Crowd assessments of MT may allow evaluations on a large scale while being cost-effective, however, as Zaidan and Callison-Burch (2011, p.1221) outline, “soliciting translations from anonymous non-professionals carries a significant risk of poor translation quality”. Even though there may be professional translators in crowd communities (O’Hagan 2011), the quality of work in crowdsourcing is generally not guaranteed, since the crowd may employ as little time as possible in the tasks or even employ someone else to do the test for them (Graham et al. 2013). In order to tackle these problems, several methodologies have been developed to filter the evaluations. One method is to compare crowdsourcing with expert evaluations (Callison-Burch 2009; Goto, Lin and Ishida 2014); however, it is not clear what some authors mean by “expert”, i.e., some may refer to trained translators, whereas others may refer to computational linguists who develop machine translation systems, as is the case of Callison-Burch’s methodology (2009). Another methodology presented to tackle the crowdsourcing problem is that of Graham et al. (2015) who propose to collect judgements on a continuous rating scale, whereby the crowd develops their own individual assessment strategy by assessing each translation in isolation (i.e. not comparing different translations at
38
the same time as is done, for example, in ranking translation tasks).
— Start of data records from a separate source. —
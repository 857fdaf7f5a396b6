pub mod health;

use axum::{
    extract::DefaultBodyLimit,
    routing::{get, post},
    Router,
};

use crate::screening::handlers;
use crate::state::AppState;

pub fn build_router(state: AppState) -> Router {
    let body_limit = state.config.max_upload_bytes;

    Router::new()
        .route("/", get(handlers::handle_index))
        .route("/health", get(health::health_handler))
        // Screening API
        .route("/api/v1/screenings", post(handlers::handle_screen))
        .route("/upload", post(handlers::handle_upload))
        .layer(DefaultBodyLimit::max(body_limit))
        .with_state(state)
}
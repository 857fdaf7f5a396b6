use std::sync::Arc;

use crate::config::Config;
use crate::extraction::ExtractionService;
use crate::screening::pipeline::Screener;

/// Shared application state injected into all route handlers via Axum extractors.
#[derive(Clone)]
pub struct AppState {
    pub config: Config,
    /// Read-only scoring rules, built once at startup.
    pub screener: Arc<Screener>,
    /// The process-wide extraction engine. Initialized before the server starts.
    pub extraction: Arc<ExtractionService>,
}
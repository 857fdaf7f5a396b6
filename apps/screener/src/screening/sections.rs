//! Section Locator: pulls the text that follows known resume headings.

use regex::Regex;

/// Headings whose bodies carry employment date ranges.
pub const DEFAULT_HEADINGS: &[&str] = &[
    "Employment History",
    "Work Experience",
    "Professional Experience",
    "Projects",
];

/// Punctuation allowed inside an ALL-CAPS heading line besides letters and spaces.
const HEADING_PUNCTUATION: &[char] = &['&', '/', '-', ':', ','];

#[derive(Debug, Clone)]
struct Heading {
    label: String,
    matcher: Regex,
}

#[derive(Debug, Clone)]
pub struct SectionLocator {
    headings: Vec<Heading>,
}

impl SectionLocator {
    pub fn new<I, S>(headings: I) -> Result<Self, regex::Error>
    where
        I: IntoIterator<Item = S>,
        S: AsRef<str>,
    {
        let headings = headings
            .into_iter()
            .filter(|h| !h.as_ref().trim().is_empty())
            .map(|h| {
                let label = h.as_ref().trim().to_string();
                // Words may be split by any run of whitespace, including OCR line breaks.
                let words: Vec<String> = label.split_whitespace().map(regex::escape).collect();
                let matcher = Regex::new(&format!("(?i){}", words.join(r"\s+")))?;
                Ok(Heading { label, matcher })
            })
            .collect::<Result<Vec<_>, regex::Error>>()?;
        Ok(Self { headings })
    }

    #[cfg(test)]
    pub fn standard() -> Result<Self, regex::Error> {
        Self::new(DEFAULT_HEADINGS)
    }

    pub fn headings(&self) -> impl Iterator<Item = &str> {
        self.headings.iter().map(|h| h.label.as_str())
    }

    /// Concatenates the body of every heading found in `text`, in heading-list order.
    /// Returns an empty string when no heading is present.
    pub fn locate(&self, text: &str) -> String {
        self.headings
            .iter()
            .filter_map(|h| h.matcher.find(text))
            .map(|m| section_body(text, m.end()).trim())
            .filter(|body| !body.is_empty())
            .collect::<Vec<_>>()
            .join("\n")
    }
}

/// Text from `from` up to (not including) the next ALL-CAPS heading line, or to the end.
/// The remainder of the line the heading sits on is always part of the body.
fn section_body(text: &str, from: usize) -> &str {
    let rest = &text[from..];
    let mut offset = match rest.find('\n') {
        Some(i) => i + 1,
        None => return rest,
    };

    for line in rest[offset..].split_inclusive('\n') {
        if is_heading_line(line) {
            return &rest[..offset];
        }
        offset += line.len();
    }
    rest
}

pub fn is_heading_line(line: &str) -> bool {
    let line = line.trim();
    let letters = line.chars().filter(|c| c.is_alphabetic()).count();
    letters >= 3
        && line.chars().all(|c| {
            (c.is_alphabetic() && !c.is_lowercase())
                || c == ' '
                || HEADING_PUNCTUATION.contains(&c)
        })
}
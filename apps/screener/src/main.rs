mod config;
mod errors;
mod extraction;
mod render;
mod routes;
mod screening;
mod state;

use anyhow::{Context, Result};
use std::net::SocketAddr;
use tower_http::{cors::CorsLayer, trace::TraceLayer};
use tracing::info;
use tracing_subscriber::{layer::SubscriberExt, util::SubscriberInitExt, EnvFilter};

use std::sync::Arc;

use crate::config::{Config, OcrEngine};
use crate::extraction::command::CommandOcrExtractor;
use crate::extraction::pdf::PdfTextExtractor;
use crate::extraction::{ExtractionService, ExtractionSettings, TextExtractor};
use crate::routes::build_router;
use crate::screening::ats::AtsRuleSet;
use crate::screening::dates::DateRules;
use crate::screening::pipeline::Screener;
use crate::screening::sections::SectionLocator;
use crate::state::AppState;

#[tokio::main]
async fn main() -> Result<()> {
    // Load configuration first (fails on invalid values)
    let config = Config::from_env()?;

    // Initialize structured logging
    tracing_subscriber::registry()
        .with(EnvFilter::try_from_default_env().unwrap_or_else(|_| {
            EnvFilter::new(format!("{}={}", env!("CARGO_PKG_NAME"), &config.rust_log))
        }))
        .with(tracing_subscriber::fmt::layer())
        .init();

    info!("Starting Resume Screener v{}", env!("CARGO_PKG_VERSION"));

    // ATS rules are loaded exactly once; a missing or invalid file is fatal.
    let ats_rules = AtsRuleSet::load(&config.ats_rules_path)
        .with_context(|| format!("Failed to load ATS rules from {}", config.ats_rules_path.display()))?;
    info!(
        "ATS rules loaded: {} criteria from {}",
        ats_rules.criteria_count(),
        config.ats_rules_path.display()
    );

    let screener = Screener {
        date_rules: DateRules::standard().context("Invalid built-in date rules")?,
        sections: SectionLocator::new(&config.section_headings)
            .context("Invalid section headings")?,
        ats_rules,
        policy: config.shortlist,
    };
    info!(
        "Experience sections: {}",
        screener.sections.headings().collect::<Vec<_>>().join(", ")
    );
    info!(
        "{} date patterns, ATS date pattern '{}'",
        screener.date_rules.patterns().count(),
        screener.ats_rules.config().date_pattern
    );
    info!(
        "Shortlist thresholds: skill match >= {}%, ATS compliance >= {}%",
        config.shortlist.min_skill_match, config.shortlist.min_ats_compliance
    );

    // Initialize the extraction engine (single instance for the process)
    let engine = build_engine(&config.ocr_engine)?;
    let extraction = ExtractionService::initialize(
        engine,
        ExtractionSettings {
            timeout: config.extraction_timeout,
            max_attempts: config.extraction_max_attempts,
        },
    )
    .await
    .context("Failed to initialize text extraction engine")?;

    // Build app state
    let state = AppState {
        config: config.clone(),
        screener: Arc::new(screener),
        extraction: Arc::new(extraction),
    };

    // Build router
    let app = build_router(state)
        .layer(TraceLayer::new_for_http())
        .layer(CorsLayer::permissive());

    let addr: SocketAddr = format!("0.0.0.0:{}", config.port).parse()?;
    info!("Listening on {addr}");

    let listener = tokio::net::TcpListener::bind(addr).await?;
    axum::serve(listener, app).await?;

    Ok(())
}

fn build_engine(engine: &OcrEngine) -> Result<Arc<dyn TextExtractor>> {
    Ok(match engine {
        OcrEngine::PdfText => Arc::new(PdfTextExtractor::new()),
        OcrEngine::Command(command_line) => Arc::new(
            CommandOcrExtractor::parse(command_line).context("Invalid OCR_COMMAND")?,
        ),
    })
}
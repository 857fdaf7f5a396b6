//! ATS Compliance Scorer: pass/fail rubric of labels, sections, and a date-format pattern.
//!
//! Every required label, every mandatory section, and the date pattern are one criterion each.
//! Score = passed / total × 100, and 0 when there are no criteria.

use std::path::{Path, PathBuf};

use regex::Regex;
use serde::{Deserialize, Serialize};
use thiserror::Error;

use crate::screening::keywords::percentage;

/// "MM YYYY", optionally without the space.
pub const DEFAULT_DATE_PATTERN: &str = r"\b(0[1-9]|1[0-2])\s?\d{4}\b";

fn default_date_pattern() -> String {
    DEFAULT_DATE_PATTERN.to_string()
}

#[derive(Debug, Error)]
pub enum RulesError {
    #[error("ATS rules file '{path}' could not be read: {source}")]
    Read {
        path: PathBuf,
        #[source]
        source: std::io::Error,
    },

    #[error("ATS rules in '{origin}' are not valid JSON: {source}")]
    Parse {
        origin: String,
        #[source]
        source: serde_json::Error,
    },

    #[error("Invalid date_pattern '{pattern}': {source}")]
    Pattern {
        pattern: String,
        #[source]
        source: regex::Error,
    },
}

/// On-disk shape of the rule file. Unknown fields are ignored.
///
/// An absent `date_pattern` falls back to `DEFAULT_DATE_PATTERN`; an empty one disables the
/// date criterion.
#[derive(Debug, Clone, PartialEq, Serialize, Deserialize)]
pub struct AtsRuleConfig {
    #[serde(default)]
    pub required_labels: Vec<String>,
    #[serde(default)]
    pub mandatory_sections: Vec<String>,
    #[serde(default = "default_date_pattern")]
    pub date_pattern: String,
}

impl Default for AtsRuleConfig {
    fn default() -> Self {
        Self {
            required_labels: vec![],
            mandatory_sections: vec![],
            date_pattern: default_date_pattern(),
        }
    }
}

/// Validated, compiled rule set. Immutable once loaded.
#[derive(Debug, Clone)]
pub struct AtsRuleSet {
    config: AtsRuleConfig,
    date_regex: Option<Regex>,
}

impl AtsRuleSet {
    pub fn compile(config: AtsRuleConfig) -> Result<Self, RulesError> {
        let date_regex = if config.date_pattern.trim().is_empty() {
            None
        } else {
            Some(
                Regex::new(&config.date_pattern).map_err(|source| RulesError::Pattern {
                    pattern: config.date_pattern.clone(),
                    source,
                })?,
            )
        };
        Ok(Self { config, date_regex })
    }

    pub fn from_json_str(json: &str, origin: &str) -> Result<Self, RulesError> {
        let config: AtsRuleConfig =
            serde_json::from_str(json).map_err(|source| RulesError::Parse {
                origin: origin.to_string(),
                source,
            })?;
        Self::compile(config)
    }

    pub fn load(path: &Path) -> Result<Self, RulesError> {
        let json = std::fs::read_to_string(path).map_err(|source| RulesError::Read {
            path: path.to_path_buf(),
            source,
        })?;
        Self::from_json_str(&json, &path.display().to_string())
    }

    pub fn config(&self) -> &AtsRuleConfig {
        &self.config
    }

    pub fn criteria_count(&self) -> usize {
        self.config.required_labels.len()
            + self.config.mandatory_sections.len()
            + usize::from(self.date_regex.is_some())
    }
}

#[derive(Debug, Clone, PartialEq, Serialize, Deserialize)]
pub struct AtsReport {
    pub percentage: f64,
    pub passed: usize,
    pub total: usize,
    /// Failed criteria as `label:<x>`, `section:<x>`, or `date_pattern`.
    pub failed: Vec<String>,
}

pub fn check_ats_compliance(text: &str, rules: &AtsRuleSet) -> AtsReport {
    let text_lower = text.to_lowercase();
    let mut passed = 0;
    let mut failed = Vec::new();

    let labels = rules.config.required_labels.iter().map(|l| ("label", l));
    let sections = rules.config.mandatory_sections.iter().map(|s| ("section", s));

    for (kind, needle) in labels.chain(sections) {
        if text_lower.contains(&needle.to_lowercase()) {
            passed += 1;
        } else {
            failed.push(format!("{kind}:{needle}"));
        }
    }

    if let Some(date_regex) = &rules.date_regex {
        if date_regex.is_match(text) {
            passed += 1;
        } else {
            failed.push("date_pattern".to_string());
        }
    }

    let total = rules.criteria_count();
    AtsReport {
        percentage: percentage(passed, total),
        passed,
        total,
        failed,
    }
}
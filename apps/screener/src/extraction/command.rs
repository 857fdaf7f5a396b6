//! External OCR engine: runs a configured program per document and reads its stdout.
//!
//! `OCR_COMMAND` is a whitespace-separated command line. `{input}` is replaced by the document
//! path; without a placeholder the path is appended. Example: `tesseract {input} stdout`.

use std::path::{Path, PathBuf};
use std::process::Stdio;

use async_trait::async_trait;
use tokio::process::Command;

use super::{Document, ExtractionError, TextExtractor};

const INPUT_PLACEHOLDER: &str = "{input}";

/// Extensions handed to the external engine.
const COMMAND_EXTENSIONS: &[&str] = &["pdf", "txt", "docx", "png", "jpg", "jpeg", "tif", "tiff"];

#[derive(Debug, Clone)]
pub struct CommandOcrExtractor {
    program: String,
    args: Vec<String>,
}

impl CommandOcrExtractor {
    pub fn parse(command_line: &str) -> Result<Self, ExtractionError> {
        let mut parts = command_line.split_whitespace().map(String::from);
        let program = parts
            .next()
            .ok_or_else(|| ExtractionError::Unavailable("OCR command is empty".to_string()))?;
        Ok(Self {
            program,
            args: parts.collect(),
        })
    }

    fn args_for(&self, input: &Path) -> Vec<String> {
        let input = input.display().to_string();
        let mut args: Vec<String> = self
            .args
            .iter()
            .map(|a| a.replace(INPUT_PLACEHOLDER, &input))
            .collect();
        if !self.args.iter().any(|a| a.contains(INPUT_PLACEHOLDER)) {
            args.push(input);
        }
        args
    }

    /// Resolves the program the way a shell would: as a path if it has a separator, else via PATH.
    fn resolve_program(&self) -> Option<PathBuf> {
        let program = Path::new(&self.program);
        if program.components().count() > 1 {
            return program.is_file().then(|| program.to_path_buf());
        }
        let search_path = std::env::var_os("PATH")?;
        std::env::split_paths(&search_path)
            .map(|dir| dir.join(program))
            .find(|candidate| candidate.is_file())
    }
}

#[async_trait]
impl TextExtractor for CommandOcrExtractor {
    fn name(&self) -> &'static str {
        "command"
    }

    fn supports(&self, extension: &str) -> bool {
        COMMAND_EXTENSIONS.contains(&extension)
    }

    async fn initialize(&self) -> Result<(), ExtractionError> {
        self.resolve_program().map(|_| ()).ok_or_else(|| {
            ExtractionError::Unavailable(format!("program '{}' not found", self.program))
        })
    }

    async fn extract(&self, document: &Document) -> Result<String, ExtractionError> {
        let output = Command::new(&self.program)
            .args(self.args_for(&document.path))
            .stdin(Stdio::null())
            .kill_on_drop(true)
            .output()
            .await
            .map_err(|e| ExtractionError::Engine(format!("failed to run '{}': {e}", self.program)))?;

        if !output.status.success() {
            let stderr = String::from_utf8_lossy(&output.stderr);
            return Err(ExtractionError::Engine(format!(
                "'{}' exited with {}: {}",
                self.program,
                output.status,
                stderr.trim()
            )));
        }

        Ok(String::from_utf8_lossy(&output.stdout).into_owned())
    }
}
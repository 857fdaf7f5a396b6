//! HTML rendering of screening results: the upload form and the results table.

use askama::Template;

use crate::screening::aggregate::{ScoreResult, Scored, ERROR_SENTINEL};

const COLUMNS: &[&str] = &[
    "Profile Name",
    "Skills Required",
    "Skills Matched",
    "Skill Match",
    "Keyword Occurrences",
    "ATS Compliance",
    "Experience Match",
    "Relevant Experience in Months",
    "Result",
    "Error",
];

/// Upload form, followed by the results table when there are results.
#[derive(Template)]
#[template(path = "screener.html")]
pub struct ScreenerPage {
    pub columns: &'static [&'static str],
    pub rows: Vec<ResultRow>,
}

impl ScreenerPage {
    pub fn form() -> Self {
        Self::with_results(&[])
    }

    pub fn with_results(results: &[ScoreResult]) -> Self {
        Self {
            columns: COLUMNS,
            rows: results.iter().map(ResultRow::from).collect(),
        }
    }
}

/// Display strings for one table row. Escaping is left to the template.
pub struct ResultRow {
    pub profile_name: String,
    pub skills_required: String,
    pub skills_matched: String,
    pub skill_match: String,
    pub occurrences: Vec<String>,
    pub ats_compliance: String,
    pub experience_match: String,
    pub experience: Vec<String>,
    pub verdict: &'static str,
    pub error: String,
}

impl From<&ScoreResult> for ResultRow {
    fn from(result: &ScoreResult) -> Self {
        Self {
            profile_name: result.profile_name.clone(),
            skills_required: text_cell(&result.skills_required),
            skills_matched: text_cell(&result.skills_matched),
            skill_match: percent_cell(&result.skill_match),
            occurrences: match &result.keyword_occurrences {
                Scored::Value(counts) => counts
                    .iter()
                    .map(|(keyword, count)| format!("{keyword}: {count}"))
                    .collect(),
                Scored::Error => vec![ERROR_SENTINEL.to_string()],
            },
            ats_compliance: percent_cell(&result.ats_compliance),
            experience_match: percent_cell(&result.experience_match),
            experience: match &result.experience_months {
                Scored::Value(map) => map
                    .iter()
                    .map(|(keyword, months)| format!("{keyword}: {months}"))
                    .collect(),
                Scored::Error => vec![ERROR_SENTINEL.to_string()],
            },
            verdict: result.verdict.label(),
            error: result.error.clone().unwrap_or_default(),
        }
    }
}

fn text_cell(value: &Scored<String>) -> String {
    value
        .value()
        .cloned()
        .unwrap_or_else(|| ERROR_SENTINEL.to_string())
}

fn percent_cell(value: &Scored<f64>) -> String {
    match value {
        Scored::Value(p) => format!("{p:.2}%"),
        Scored::Error => ERROR_SENTINEL.to_string(),
    }
}

#[cfg(test)]
mod tests {
    use super::*;
    use crate::screening::aggregate::{ResumeScores, ShortlistPolicy};
    use crate::screening::ats::AtsReport;
    use crate::screening::experience::ExperienceMap;
    use crate::screening::keywords::match_keywords;

    fn scored(name: &str) -> ScoreResult {
        let keywords = vec!["C++".to_string(), "Rust".to_string()];
        ScoreResult::scored(
            name,
            &keywords,
            ResumeScores {
                keywords: match_keywords("c++ only, more c++", &keywords),
                ats: AtsReport {
                    percentage: 66.666,
                    passed: 2,
                    total: 3,
                    failed: vec![],
                },
                experience: ExperienceMap::zeroed(&keywords),
            },
            2.0,
            &ShortlistPolicy::default(),
        )
    }

    fn render(results: &[ScoreResult]) -> String {
        ScreenerPage::with_results(results).render().unwrap()
    }

    #[test]
    fn test_table_has_header_and_rows() {
        let html = render(&[scored("alice"), ScoreResult::failed("bob", "timed out")]);
        assert_eq!(html.matches("<tr>").count(), 3);
        assert!(html.contains("<th>Relevant Experience in Months</th>"));
        assert!(html.contains("<td>alice</td>"));
        assert!(html.contains("<td>50.00%</td>"));
        assert!(html.contains("<td>66.67%</td>"));
        assert!(html.contains("<td>Not Shortlisted</td>"));
        assert!(html.contains("<td>C++: 2</td>"));
        assert!(html.contains("C++: 0<br>Rust: 0"));
        assert!(html.contains("<td>timed out</td>"));
    }

    #[test]
    fn test_error_row_uses_sentinel() {
        let html = render(&[ScoreResult::failed("bob", "boom")]);
        assert_eq!(html.matches("<td>Error</td>").count(), 8);
    }

    #[test]
    fn test_user_text_is_escaped() {
        let html = render(&[ScoreResult::failed("<script>", "a & b")]);
        assert!(html.contains("&lt;script&gt;"));
        assert!(html.contains("a &amp; b"));
        assert!(!html.contains("<script>"));
    }

    #[test]
    fn test_form_without_results_has_no_table() {
        let page = ScreenerPage::form().render().unwrap();
        assert!(page.contains("name=\"resumes\""));
        assert!(page.contains("name=\"job_description\""));
        assert!(page.contains("name=\"experience_required\""));
        assert!(!page.contains("<table"));
    }
}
According to the authors, this methodology has the advantage that agreement with the expert is no longer required, and more meaningful statistics can be computed.
As seen from the above, there are several ways to apply human evaluation for MT. The main advantage of using human evaluation for MT is that it can assess deep linguistic information that provides reliable insight for error analysis, which in turn, can help to understand the actual linguistic strengths and weaknesses of an MT system (Gaspari et al. 2014). However, human evaluation can be very subjective, suffering from disagreement when annotators are not well trained for the task (Callison-Burch et al. 2011; Bojar et al. 2011); it may also be time consuming (depending on the scale of the task) and expensive.